TASK DIRECTIONS ▸ Give again, word for word, every line below from the one that has "metadata changed (id)" through the one that has "Manager over the", both included, and no others.

━━ INFORMATION ━━

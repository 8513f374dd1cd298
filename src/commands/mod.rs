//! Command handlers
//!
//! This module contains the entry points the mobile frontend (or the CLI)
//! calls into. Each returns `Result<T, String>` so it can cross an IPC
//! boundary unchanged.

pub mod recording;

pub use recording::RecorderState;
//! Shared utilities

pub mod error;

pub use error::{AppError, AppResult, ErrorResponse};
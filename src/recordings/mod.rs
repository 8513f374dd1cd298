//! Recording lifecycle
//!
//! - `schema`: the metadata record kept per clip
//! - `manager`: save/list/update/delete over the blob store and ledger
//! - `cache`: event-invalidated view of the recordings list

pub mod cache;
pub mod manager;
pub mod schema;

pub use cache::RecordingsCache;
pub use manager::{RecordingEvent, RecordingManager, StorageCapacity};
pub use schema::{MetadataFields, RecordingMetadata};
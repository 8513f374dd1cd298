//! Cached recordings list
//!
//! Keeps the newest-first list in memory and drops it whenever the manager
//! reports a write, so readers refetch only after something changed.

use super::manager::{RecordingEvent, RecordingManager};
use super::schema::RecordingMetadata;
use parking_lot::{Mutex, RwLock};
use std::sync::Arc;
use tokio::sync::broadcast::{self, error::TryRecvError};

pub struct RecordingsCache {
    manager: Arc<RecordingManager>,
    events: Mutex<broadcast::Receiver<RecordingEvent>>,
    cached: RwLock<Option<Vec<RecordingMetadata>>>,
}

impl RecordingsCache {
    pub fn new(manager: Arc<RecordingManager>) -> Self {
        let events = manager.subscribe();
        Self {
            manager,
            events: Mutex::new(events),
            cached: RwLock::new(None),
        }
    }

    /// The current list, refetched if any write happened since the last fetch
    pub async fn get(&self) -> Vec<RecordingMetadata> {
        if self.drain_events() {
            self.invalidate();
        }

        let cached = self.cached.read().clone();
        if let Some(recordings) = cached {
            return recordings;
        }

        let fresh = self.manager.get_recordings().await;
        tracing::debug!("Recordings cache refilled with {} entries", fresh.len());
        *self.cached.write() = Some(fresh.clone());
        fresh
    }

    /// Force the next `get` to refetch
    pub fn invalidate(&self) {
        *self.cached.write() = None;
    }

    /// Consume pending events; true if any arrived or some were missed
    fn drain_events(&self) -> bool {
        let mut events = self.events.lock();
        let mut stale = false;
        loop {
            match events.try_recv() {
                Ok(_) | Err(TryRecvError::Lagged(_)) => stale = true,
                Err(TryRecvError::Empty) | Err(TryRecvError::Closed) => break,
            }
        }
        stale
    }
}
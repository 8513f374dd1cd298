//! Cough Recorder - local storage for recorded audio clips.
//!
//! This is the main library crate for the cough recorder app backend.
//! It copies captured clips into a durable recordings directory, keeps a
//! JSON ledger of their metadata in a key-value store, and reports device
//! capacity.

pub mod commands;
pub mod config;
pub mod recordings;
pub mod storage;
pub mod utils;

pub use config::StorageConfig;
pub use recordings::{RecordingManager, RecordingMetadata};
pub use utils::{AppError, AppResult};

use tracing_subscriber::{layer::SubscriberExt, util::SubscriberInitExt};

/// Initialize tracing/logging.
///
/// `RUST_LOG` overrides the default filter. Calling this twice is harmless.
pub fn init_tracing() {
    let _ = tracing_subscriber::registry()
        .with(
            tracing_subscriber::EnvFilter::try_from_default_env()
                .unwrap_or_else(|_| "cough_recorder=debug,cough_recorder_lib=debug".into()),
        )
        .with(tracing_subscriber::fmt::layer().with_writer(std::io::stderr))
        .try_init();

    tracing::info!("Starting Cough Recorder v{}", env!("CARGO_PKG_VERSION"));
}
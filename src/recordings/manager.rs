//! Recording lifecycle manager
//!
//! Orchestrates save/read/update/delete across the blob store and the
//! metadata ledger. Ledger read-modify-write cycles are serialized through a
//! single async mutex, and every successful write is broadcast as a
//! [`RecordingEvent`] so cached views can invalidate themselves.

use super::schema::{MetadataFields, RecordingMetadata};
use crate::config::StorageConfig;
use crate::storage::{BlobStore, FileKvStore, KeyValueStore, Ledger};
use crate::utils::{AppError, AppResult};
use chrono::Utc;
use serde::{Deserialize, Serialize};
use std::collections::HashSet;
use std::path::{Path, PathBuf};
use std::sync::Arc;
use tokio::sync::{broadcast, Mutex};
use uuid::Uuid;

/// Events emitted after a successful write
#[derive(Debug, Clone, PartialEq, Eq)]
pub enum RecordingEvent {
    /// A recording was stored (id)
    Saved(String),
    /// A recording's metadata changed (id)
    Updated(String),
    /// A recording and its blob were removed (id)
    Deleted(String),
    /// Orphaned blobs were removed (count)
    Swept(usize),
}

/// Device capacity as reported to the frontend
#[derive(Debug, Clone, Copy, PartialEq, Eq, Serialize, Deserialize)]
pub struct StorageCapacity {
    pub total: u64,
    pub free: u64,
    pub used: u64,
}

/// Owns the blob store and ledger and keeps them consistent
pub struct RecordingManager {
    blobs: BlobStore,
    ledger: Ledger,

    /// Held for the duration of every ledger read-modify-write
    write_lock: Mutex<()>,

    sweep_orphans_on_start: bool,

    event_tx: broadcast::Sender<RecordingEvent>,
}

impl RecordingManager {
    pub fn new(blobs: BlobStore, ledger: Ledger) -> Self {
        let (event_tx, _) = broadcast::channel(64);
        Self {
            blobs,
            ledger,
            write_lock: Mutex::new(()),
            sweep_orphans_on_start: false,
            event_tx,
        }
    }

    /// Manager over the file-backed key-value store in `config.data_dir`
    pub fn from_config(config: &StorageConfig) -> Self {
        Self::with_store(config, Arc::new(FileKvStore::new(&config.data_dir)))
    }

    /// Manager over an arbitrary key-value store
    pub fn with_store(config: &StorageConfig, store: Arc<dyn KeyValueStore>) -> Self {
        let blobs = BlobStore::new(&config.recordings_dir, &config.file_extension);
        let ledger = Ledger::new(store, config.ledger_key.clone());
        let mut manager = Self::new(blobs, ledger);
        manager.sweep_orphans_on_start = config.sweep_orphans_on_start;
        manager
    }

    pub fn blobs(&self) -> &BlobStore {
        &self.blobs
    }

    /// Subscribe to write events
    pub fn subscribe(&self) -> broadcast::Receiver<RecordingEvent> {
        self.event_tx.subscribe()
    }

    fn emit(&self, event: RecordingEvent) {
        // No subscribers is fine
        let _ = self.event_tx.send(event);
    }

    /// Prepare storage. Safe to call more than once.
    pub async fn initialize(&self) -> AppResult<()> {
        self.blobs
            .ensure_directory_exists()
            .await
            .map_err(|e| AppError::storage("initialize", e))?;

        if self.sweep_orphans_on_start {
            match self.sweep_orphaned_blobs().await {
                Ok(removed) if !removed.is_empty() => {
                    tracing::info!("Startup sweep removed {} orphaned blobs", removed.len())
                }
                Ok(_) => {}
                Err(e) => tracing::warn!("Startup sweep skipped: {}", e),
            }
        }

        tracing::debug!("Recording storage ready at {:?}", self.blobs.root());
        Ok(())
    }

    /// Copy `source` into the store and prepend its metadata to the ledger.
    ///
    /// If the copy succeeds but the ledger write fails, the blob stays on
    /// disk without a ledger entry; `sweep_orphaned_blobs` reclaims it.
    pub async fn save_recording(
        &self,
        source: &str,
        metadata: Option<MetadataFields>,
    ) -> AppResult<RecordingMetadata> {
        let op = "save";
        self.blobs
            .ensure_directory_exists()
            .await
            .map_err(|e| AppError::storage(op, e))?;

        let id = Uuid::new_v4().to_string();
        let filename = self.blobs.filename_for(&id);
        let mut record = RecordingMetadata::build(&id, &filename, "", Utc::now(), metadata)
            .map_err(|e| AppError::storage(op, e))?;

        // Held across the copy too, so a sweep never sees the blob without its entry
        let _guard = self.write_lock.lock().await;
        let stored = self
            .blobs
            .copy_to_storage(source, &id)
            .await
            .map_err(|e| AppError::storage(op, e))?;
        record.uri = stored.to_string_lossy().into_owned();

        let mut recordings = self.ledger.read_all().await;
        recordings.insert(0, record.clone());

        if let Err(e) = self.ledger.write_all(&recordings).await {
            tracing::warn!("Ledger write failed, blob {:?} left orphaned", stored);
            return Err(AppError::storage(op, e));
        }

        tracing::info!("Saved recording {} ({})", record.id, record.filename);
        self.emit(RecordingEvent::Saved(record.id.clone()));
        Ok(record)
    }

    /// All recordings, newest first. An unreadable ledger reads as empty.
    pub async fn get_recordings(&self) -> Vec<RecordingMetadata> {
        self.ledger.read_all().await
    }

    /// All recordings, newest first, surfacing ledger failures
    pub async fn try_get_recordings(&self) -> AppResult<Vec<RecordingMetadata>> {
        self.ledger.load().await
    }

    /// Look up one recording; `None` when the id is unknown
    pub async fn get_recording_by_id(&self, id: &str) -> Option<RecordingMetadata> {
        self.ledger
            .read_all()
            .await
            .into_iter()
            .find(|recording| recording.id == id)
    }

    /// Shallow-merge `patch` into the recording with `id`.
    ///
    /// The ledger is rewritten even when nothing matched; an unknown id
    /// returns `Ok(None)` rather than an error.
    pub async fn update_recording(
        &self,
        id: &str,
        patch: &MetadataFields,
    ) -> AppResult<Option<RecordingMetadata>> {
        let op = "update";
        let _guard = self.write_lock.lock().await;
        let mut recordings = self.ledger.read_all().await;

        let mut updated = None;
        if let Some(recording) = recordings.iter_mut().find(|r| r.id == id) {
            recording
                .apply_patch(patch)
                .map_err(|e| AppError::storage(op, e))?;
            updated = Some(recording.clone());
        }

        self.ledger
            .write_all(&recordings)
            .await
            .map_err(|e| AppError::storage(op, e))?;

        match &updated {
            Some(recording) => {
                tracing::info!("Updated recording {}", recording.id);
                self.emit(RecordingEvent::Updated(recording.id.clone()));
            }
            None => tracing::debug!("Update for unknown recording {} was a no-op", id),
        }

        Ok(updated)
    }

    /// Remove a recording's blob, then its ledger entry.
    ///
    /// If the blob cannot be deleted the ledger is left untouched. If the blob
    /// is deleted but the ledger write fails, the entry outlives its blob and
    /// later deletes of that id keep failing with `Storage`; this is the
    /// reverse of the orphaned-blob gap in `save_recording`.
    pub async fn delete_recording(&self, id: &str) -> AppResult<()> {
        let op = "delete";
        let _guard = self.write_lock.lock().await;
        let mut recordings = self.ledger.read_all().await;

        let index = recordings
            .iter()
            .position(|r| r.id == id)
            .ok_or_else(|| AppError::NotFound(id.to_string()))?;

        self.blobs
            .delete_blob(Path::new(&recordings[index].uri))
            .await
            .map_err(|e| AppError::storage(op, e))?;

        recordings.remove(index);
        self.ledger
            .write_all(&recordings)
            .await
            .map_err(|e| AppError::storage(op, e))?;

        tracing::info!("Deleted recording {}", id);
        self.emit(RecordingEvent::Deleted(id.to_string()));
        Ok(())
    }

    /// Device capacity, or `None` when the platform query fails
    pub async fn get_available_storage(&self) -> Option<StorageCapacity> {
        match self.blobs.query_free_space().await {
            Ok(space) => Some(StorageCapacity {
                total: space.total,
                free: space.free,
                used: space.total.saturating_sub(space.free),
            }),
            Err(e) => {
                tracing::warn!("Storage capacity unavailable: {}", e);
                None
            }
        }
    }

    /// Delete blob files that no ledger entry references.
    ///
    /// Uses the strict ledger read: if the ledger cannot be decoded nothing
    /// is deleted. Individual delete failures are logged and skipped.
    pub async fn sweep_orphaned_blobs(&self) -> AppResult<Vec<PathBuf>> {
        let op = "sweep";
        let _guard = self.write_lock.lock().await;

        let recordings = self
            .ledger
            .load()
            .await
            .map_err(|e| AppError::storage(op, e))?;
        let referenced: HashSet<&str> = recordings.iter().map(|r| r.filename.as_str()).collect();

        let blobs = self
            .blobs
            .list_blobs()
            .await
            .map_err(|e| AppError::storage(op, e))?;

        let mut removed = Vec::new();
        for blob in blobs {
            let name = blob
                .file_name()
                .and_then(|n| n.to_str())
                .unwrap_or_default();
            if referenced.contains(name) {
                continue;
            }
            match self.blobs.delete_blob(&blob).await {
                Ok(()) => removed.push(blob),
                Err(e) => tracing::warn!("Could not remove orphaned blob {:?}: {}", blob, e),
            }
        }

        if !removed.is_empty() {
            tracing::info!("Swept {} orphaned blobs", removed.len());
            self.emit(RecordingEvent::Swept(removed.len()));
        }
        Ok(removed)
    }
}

━━━

ANSWER AREA ▸
    /// A recording's metadata changed (id)
    Updated(String),
    /// A recording and its blob were removed (id)
    Deleted(String),
    /// Orphaned blobs were removed (count)
    Swept(usize),
}

/// Device capacity as reported to the frontend
#[derive(Debug, Clone, Copy, PartialEq, Eq, Serialize, Deserialize)]
pub struct StorageCapacity {
    pub total: u64,
    pub free: u64,
    pub used: u64,
}

/// Owns the blob store and ledger and keeps them consistent
pub struct RecordingManager {
    blobs: BlobStore,
    ledger: Ledger,

    /// Held for the duration of every ledger read-modify-write
    write_lock: Mutex<()>,

    sweep_orphans_on_start: bool,

    event_tx: broadcast::Sender<RecordingEvent>,
}

impl RecordingManager {
    pub fn new(blobs: BlobStore, ledger: Ledger) -> Self {
        let (event_tx, _) = broadcast::channel(64);
        Self {
            blobs,
            ledger,
            write_lock: Mutex::new(()),
            sweep_orphans_on_start: false,
            event_tx,
        }
    }

    /// Manager over the file-backed key-value store in `config.data_dir`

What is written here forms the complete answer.